Fox M
Claremont Hospital, Sheffield, UK.
BJU Int. 2000 Sep;86(4):474-8. doi: 10.1046/j.1464-410x.2000.00766.x.
To determine, in failed vasectomy reversal, the usefulness of a revised anastomosis using microsurgery in achieving sperm in the ejaculate and fertility, and to relate the outcome to the site of the anastomosis, length of time from vasectomy, and presence or absence of sperm in the vas at surgery.
In a series of 28 patients with confirmed anastomotic obstruction undergoing vasectomy reversal (over a 10-year period), a microsurgical technique using an oblique end-to-end two-layer interrupted anastomosis with 10/0 Nylon was used to establish vasal continuity. Subsequent seminal analysis at 3-6 months and ensuing paternity were related to several variables. The results were compared with those obtained after 137 cases of primary microsurgical vasovasostomy.
Sperm was restored to the ejaculate in 16 (57%) of the patients and successful fertilization was reported in nine (32%). The interval between vasectomy and reversal surgery was relevant to the outcome, with four out of four men having sperm in the ejaculate within 5 years and three achieving paternity. However, the fertility rate was still moderate after an interval of 6-10 years (two of six) and at > 10 years (four of 18). The presence of sperm in the ejaculate was related to whether or not sperm were found in the testicular end of the vas at operation, but absence did not preclude a successful outcome. The overall results were not significantly different from those after primary microsurgical reversal surgery.

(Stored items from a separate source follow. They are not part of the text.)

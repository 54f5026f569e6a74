use async_trait::async_trait;
use chrono::{DateTime, Utc};
use serde::{Deserialize, Serialize};
use thiserror::Error;
use uuid::Uuid;

#[derive(Debug, Error, Clone, PartialEq, Eq)]
pub enum StoreError {
    #[error("Store is unavailable: {0}")]
    Unavailable(String),
    #[error("Failed to read from store: {0}")]
    Read(String),
    #[error("Failed to write to store: {0}")]
    Write(String),
    #[error("Row with id: '{0}' doesn't exist.")]
    NotFound(Uuid),
    #[error("Row with id: '{0}' already exists.")]
    Duplicate(Uuid),
}

/// Declared hypervisor row. Values are kept as stored, validation happens
/// when the fleet is built from them.
#[derive(Debug, Clone, PartialEq, Eq, Serialize, Deserialize)]
pub struct HypervisorRecord {
    pub id: Uuid,
    pub hostname: String,
    pub agent_url: String,
    pub agent_cert_serial: String,
    #[serde(default)]
    pub site: String,
    #[serde(default = "Utc::now")]
    pub created: DateTime<Utc>,
    #[serde(default = "Utc::now")]
    pub updated: DateTime<Utc>,
    #[serde(default)]
    pub remarks: String,
}

/// Declared virtual machine row, authoritative for sizing.
#[derive(Debug, Clone, PartialEq, Eq, Serialize, Deserialize)]
pub struct VmRecord {
    pub id: Uuid,
    pub hypervisor_id: Uuid,
    pub hostname: String,
    pub owner_id: Uuid,
    pub cpu: u32,
    pub memory_bytes: u64,
    #[serde(default = "Utc::now")]
    pub created: DateTime<Utc>,
    #[serde(default = "Utc::now")]
    pub updated: DateTime<Utc>,
    #[serde(default)]
    pub remarks: String,
}

#[async_trait]
pub trait Store {
    async fn list_hypervisors(&self) -> Result<Vec<HypervisorRecord>, StoreError>;
    async fn list_vms(&self, hypervisor_id: &Uuid) -> Result<Vec<VmRecord>, StoreError>;
    async fn insert_vm(&self, record: VmRecord) -> Result<(), StoreError>;
    async fn delete_vm(&self, vm_id: &Uuid) -> Result<(), StoreError>;
}
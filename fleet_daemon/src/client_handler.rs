pub mod agent_client;
mod client_helper;
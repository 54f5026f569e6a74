pub mod pki;
pub mod serial_verifier;
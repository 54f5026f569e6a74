use agent_protocol::{Domain, DomainDefinition, DomainStateReport, HypervisorSpecs, StateAction};
use async_trait::async_trait;
use thiserror::Error;
use tokio::io::{AsyncRead, AsyncWrite};
use uuid::Uuid;

#[derive(Debug, Error, Clone, PartialEq, Eq)]
pub enum BackendError {
    #[error("Transport failure: {0}")]
    Transport(String),
    #[error("Agent responded with status {status}: {body}")]
    Status { status: u16, body: String },
    #[error("Failed to decode agent response: {0}")]
    Decode(String),
    #[error("Tls configuration error: {0}")]
    Tls(String),
    #[error("Invalid agent url: {0}")]
    InvalidUrl(String),
    #[error("Failed to open console: {0}")]
    Console(String),
}

pub trait ConsoleIo: AsyncRead + AsyncWrite + Unpin + Send {}

impl<T: AsyncRead + AsyncWrite + Unpin + Send> ConsoleIo for T {}

/// Established duplex byte stream to a domain's console.
pub type ConsoleStream = Box<dyn ConsoleIo>;

/// Capability interface for reaching one hypervisor.
#[async_trait]
pub trait HypervisorBackend {
    async fn get_specs(&self) -> Result<HypervisorSpecs, BackendError>;
    async fn list_vms(&self) -> Result<Vec<Domain>, BackendError>;
    async fn get_vm(&self, vm_id: &Uuid) -> Result<Domain, BackendError>;
    async fn get_vm_state(&self, vm_id: &Uuid) -> Result<DomainStateReport, BackendError>;
    async fn set_vm_state(
        &self,
        vm_id: &Uuid,
        action: StateAction,
    ) -> Result<DomainStateReport, BackendError>;
    async fn create_vm(&self, definition: &DomainDefinition) -> Result<(), BackendError>;
    async fn delete_vm(&self, vm_id: &Uuid) -> Result<(), BackendError>;
    async fn open_console(&self, vm_id: &Uuid) -> Result<ConsoleStream, BackendError>;
}
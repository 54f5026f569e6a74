use anyhow::Error;
use clap::Parser;
use fleet_daemon::{cli::Cli, daemon::DaemonBuilder};
use log::error;

#[tokio::main(flavor = "multi_thread")]
async fn main() -> anyhow::Result<(), Error> {
    env_logger::init();
    let cli = Cli::parse();

    match DaemonBuilder::build(cli).await {
        Ok(daemon) => {
            let daemon_thread_handle = daemon.run().await?;
            daemon_thread_handle.await?
        }
        Err(err) => {
            error!("{:#}", err);
            Err(err)
        }
    }
}
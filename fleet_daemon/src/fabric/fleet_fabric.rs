use crate::managers::fleet::{Fleet, FleetError, HypervisorCreator};
use crate::managers::fleet_manager::FleetRegistry;
use crate::managers::store::Store;
use log::{info, warn};
use std::collections::HashMap;
use std::sync::Arc;

pub struct FleetFabric {
    store: Arc<dyn Store + Send + Sync>,
}

impl FleetFabric {
    pub fn new(store: Arc<dyn Store + Send + Sync>) -> Self {
        FleetFabric { store }
    }

    /// Builds the registry from every declared hypervisor. Only an
    /// unreachable store is fatal, a bad row is skipped.
    pub async fn load_fleet(
        &self,
        hypervisor_creator: &(dyn HypervisorCreator + Send + Sync),
    ) -> Result<Arc<dyn Fleet + Send + Sync>, FleetError> {
        let records = self
            .store
            .list_hypervisors()
            .await
            .map_err(|err| FleetError::StoreUnavailable(err.to_string()))?;

        let mut hypervisors = HashMap::new();
        for record in &records {
            if hypervisors.contains_key(&record.id) {
                warn!("Skipping duplicate hypervisor row {}", record.id);
                continue;
            }
            match hypervisor_creator.create_hypervisor(record) {
                Ok(hypervisor) => {
                    hypervisors.insert(record.id, hypervisor);
                }
                Err(err) => warn!("Skipping hypervisor {}: {}", record.hostname, err),
            }
        }
        info!(
            "Loaded {} of {} declared hypervisors",
            hypervisors.len(),
            records.len()
        );
        Ok(Arc::new(FleetRegistry::new(hypervisors)))
    }
}
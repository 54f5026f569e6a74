use crate::managers::hypervisor_backend::BackendError;
use std::error::Error;

fn describe_chain(err: &(dyn Error + 'static)) -> String {
    let mut description = err.to_string();
    let mut source = err.source();
    while let Some(cause) = source {
        description.push_str(": ");
        description.push_str(&cause.to_string());
        source = cause.source();
    }
    description
}

impl From<reqwest::Error> for BackendError {
    fn from(err: reqwest::Error) -> Self {
        if err.is_decode() {
            return BackendError::Decode(describe_chain(&err));
        }
        BackendError::Transport(describe_chain(&err))
    }
}

impl From<serde_json::Error> for BackendError {
    fn from(err: serde_json::Error) -> Self {
        BackendError::Decode(err.to_string())
    }
}
use crate::cli::Cli;
use crate::client_handler::agent_client::AgentTimeouts;
use serde::{Deserialize, Serialize};
use std::path::{Path, PathBuf};
use std::time::Duration;
use thiserror::Error;
use utils::file_system::yaml_file::read_yaml;

#[derive(Debug, Error, Clone, PartialEq, Eq)]
pub enum ConfigError {
    #[error("Failed to read configuration: {0}")]
    Read(String),
    #[error("Invalid configuration value for '{key}': {reason}")]
    Invalid { key: &'static str, reason: String },
}

fn default_agent_timeout_secs() -> u64 {
    5
}

fn default_agent_connect_timeout_secs() -> u64 {
    3
}

fn default_init_concurrency() -> usize {
    16
}

#[derive(Debug, Clone, PartialEq, Eq, Serialize, Deserialize)]
pub struct FleetConfig {
    pub name: String,
    pub hostname: String,
    pub tls_path: PathBuf,
    pub inventory_path: PathBuf,
    #[serde(default = "default_agent_timeout_secs")]
    pub agent_timeout_secs: u64,
    #[serde(default = "default_agent_connect_timeout_secs")]
    pub agent_connect_timeout_secs: u64,
    #[serde(default = "default_init_concurrency")]
    pub init_concurrency: usize,
}

fn invalid(key: &'static str, reason: &str) -> ConfigError {
    ConfigError::Invalid {
        key,
        reason: reason.to_string(),
    }
}

impl FleetConfig {
    pub async fn load(path: &Path) -> Result<Self, ConfigError> {
        read_yaml(path)
            .await
            .map_err(|err| ConfigError::Read(err.to_string()))
    }

    pub fn apply_overrides(&mut self, cli: &Cli) {
        if let Some(init_concurrency) = cli.init_concurrency {
            self.init_concurrency = init_concurrency as usize;
        }
        if let Some(agent_timeout_secs) = cli.agent_timeout_secs {
            self.agent_timeout_secs = agent_timeout_secs;
        }
    }

    pub fn validate(&self) -> Result<(), ConfigError> {
        if self.name.trim().is_empty() {
            return Err(invalid("name", "must not be empty"));
        }
        if self.hostname.trim().is_empty() {
            return Err(invalid("hostname", "must not be empty"));
        }
        if self.tls_path.as_os_str().is_empty() {
            return Err(invalid("tls_path", "must not be empty"));
        }
        if self.inventory_path.as_os_str().is_empty() {
            return Err(invalid("inventory_path", "must not be empty"));
        }
        if self.agent_timeout_secs == 0 {
            return Err(invalid("agent_timeout_secs", "must be at least 1"));
        }
        if self.agent_connect_timeout_secs == 0 {
            return Err(invalid("agent_connect_timeout_secs", "must be at least 1"));
        }
        if self.init_concurrency == 0 {
            return Err(invalid("init_concurrency", "must be at least 1"));
        }
        Ok(())
    }

    pub fn timeouts(&self) -> AgentTimeouts {
        AgentTimeouts {
            request: Duration::from_secs(self.agent_timeout_secs),
            connect: Duration::from_secs(self.agent_connect_timeout_secs),
        }
    }
}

Microscopic vasovasostomy after previous obstructive failure provides the patient with a further reasonable chance of becoming fertile; although diminishing with time from vasectomy, even after a prolonged period there can be success. The absence of sperm at the time of vasovasostomy does not necessarily indicate failure, but in these cases the presence of thick creamy fluid in the vas predicts a poor outcome, and alternative methods of management should be considered. A microsurgical technique extending, if necessary, well into the convoluted part of the vas, is recommended. Microsurgical skills, relevant equipment and adequate time are required.
确定在输精管复通失败的情况下,采用显微外科改良吻合术使精液中出现精子并实现生育的有效性,并将结果与吻合部位、输精管结扎术后的时间长短以及手术时输精管内有无精子相关联。
在一系列28例经证实存在吻合口梗阻并接受输精管复通术的患者中(历时10年),采用一种显微外科技术,即使用10/0尼龙线进行斜行端端两层间断吻合,以重建输精管连续性。随后在3至6个月时进行精液分析,并将后续的生育情况与多个变量相关联。将结果与137例初次显微外科输精管吻合术后的结果进行比较。
16例(57%)患者的精液中恢复出现精子,9例(32%)报告成功受孕。输精管结扎术与复通手术之间的间隔时间与结果相关,在5年内进行复通手术的4名男性中,有4人精液中出现精子,3人成功受孕。然而,在间隔6至10年(6人中2人)以及超过10年(18人中4人)后,生育率仍然适中。精液中出现精子与手术时在输精管睾丸端是否发现精子有关,但未发现精子并不排除成功的结果。总体结果与初次显微外科复通手术后的结果无显著差异。
先前梗阻性失败后的显微输精管吻合术为患者提供了再次合理的生育机会;尽管随着输精管结扎术后时间的延长机会逐渐减少,但即使在较长时间后仍可能成功。输精管吻合术时无精子不一定表明失败,但在这些情况下,输精管内存在浓稠的乳状液预示结果不佳,应考虑其他处理方法。建议采用一种显微外科技术,必要时可深入输精管的盘曲部分。需要显微外科技术、相关设备和足够的时间。